Brasil perde habilitação para exportar carnes, pescado e mel ao mercado europeu
O Brasil deixará de integrar a lista de países autorizados a vender determinadas categorias de produtos de origem animal para a União Europeia. A decisão foi formalizada pela Comissão Europeia em regulamento divulgado na sexta-feira (5) e terá efeito a partir de 3 de setembro de 2026.
Com a mudança, produtos brasileiros como carne bovina, carne de frango, carne equina, pescado, mel e tripas poderão perder acesso ao mercado europeu. Até então, o país estava habilitado a exportar essas mercadorias aos integrantes do bloco.

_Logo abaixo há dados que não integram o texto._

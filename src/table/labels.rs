//! Label sequences.
use std::{fmt, str::FromStr};

use serde::{Deserialize, Serialize};

use crate::error::Error;

/// Ordered sequence of label names attached to a row.
///
/// Stored as a JSON array of strings, e.g. `["hate","none"]`.
#[derive(Debug, Clone, PartialEq, Eq, Default, Serialize, Deserialize)]
#[serde(transparent)]
pub struct Labels(Vec<String>);

impl Labels {
    pub fn new() -> Self {
        Self::default()
    }

    pub fn push(&mut self, label: impl Into<String>) {
        self.0.push(label.into());
    }

    pub fn iter(&self) -> std::slice::Iter<'_, String> {
        self.0.iter()
    }

    pub fn len(&self) -> usize {
        self.0.len()
    }

    pub fn is_empty(&self) -> bool {
        self.0.is_empty()
    }

    pub fn as_slice(&self) -> &[String] {
        &self.0
    }
}

impl FromStr for Labels {
    type Err = Error;

    fn from_str(s: &str) -> Result<Self, Self::Err> {
        serde_json::from_str(s).map_err(|_| Error::LabelFormat(s.to_string()))
    }
}

impl fmt::Display for Labels {
    fn fmt(&self, f: &mut fmt::Formatter<'_>) -> fmt::Result {
        write!(f, "{}", serde_json::Value::from(self.0.clone()))
    }
}

impl<S: Into<String>> FromIterator<S> for Labels {
    fn from_iter<T: IntoIterator<Item = S>>(iter: T) -> Self {
        Self(iter.into_iter().map(Into::into).collect())
    }
}

impl IntoIterator for Labels {
    type Item = String;
    type IntoIter = std::vec::IntoIter<String>;

    fn into_iter(self) -> Self::IntoIter {
        self.0.into_iter()
    }
}

impl<'a> IntoIterator for &'a Labels {
    type Item = &'a String;
    type IntoIter = std::slice::Iter<'a, String>;

    fn into_iter(self) -> Self::IntoIter {
        self.0.iter()
    }
}

impl From<Vec<String>> for Labels {
    fn from(v: Vec<String>) -> Self {
        Self(v)
    }
}

#[cfg(test)]
mod tests {
    use super::*;

    #[test]
    fn parse() {
        let labels: Labels = r#"["hate", "none"]"#.parse().unwrap();
        assert_eq!(labels.as_slice(), &["hate", "none"]);

        let empty: Labels = "[]".parse().unwrap();
        assert!(empty.is_empty());
    }

    #[test]
    fn parse_invalid() {
        for bad in ["hate", "['hate']", r#"{"hate": 1}"#, "[1, 2]", ""] {
            let res = bad.parse::<Labels>();
            assert!(matches!(res, Err(Error::LabelFormat(_))), "{bad}");
        }
    }

    #[test]
    fn display_is_json() {
        let labels: Labels = ["hate", "say \"no\""].into_iter().collect();
        assert_eq!(labels.to_string(), r#"["hate","say \"no\""]"#);
        assert_eq!(labels.to_string().parse::<Labels>().unwrap(), labels);
    }
}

A medida foi adotada após a avaliação de informações fornecidas pelo governo brasileiro sobre o cumprimento das exigências sanitárias estabelecidas pela União Europeia. Segundo a Comissão Europeia, os dados apresentados não foram considerados suficientes para comprovar a adequação às regras relacionadas ao uso de determinados antimicrobianos na produção animal.
Os antimicrobianos são substâncias utilizadas para prevenir e tratar infecções em animais. Em alguns sistemas produtivos, também podem ser empregados para estimular o crescimento ou melhorar o desempenho dos rebanhos. A legislação europeia, no entanto, impõe restrições à importação de produtos oriundos de cadeias produtivas que utilizem determinados medicamentos com essa finalidade.
No regulamento publicado nesta semana, a Comissão Europeia afirma que não recebeu garantias suficientes de que as exigências estabelecidas pelo bloco serão atendidas pelo Brasil dentro do prazo previsto. Diante disso, decidiu retirar o país da lista de exportadores autorizados para as categorias afetadas.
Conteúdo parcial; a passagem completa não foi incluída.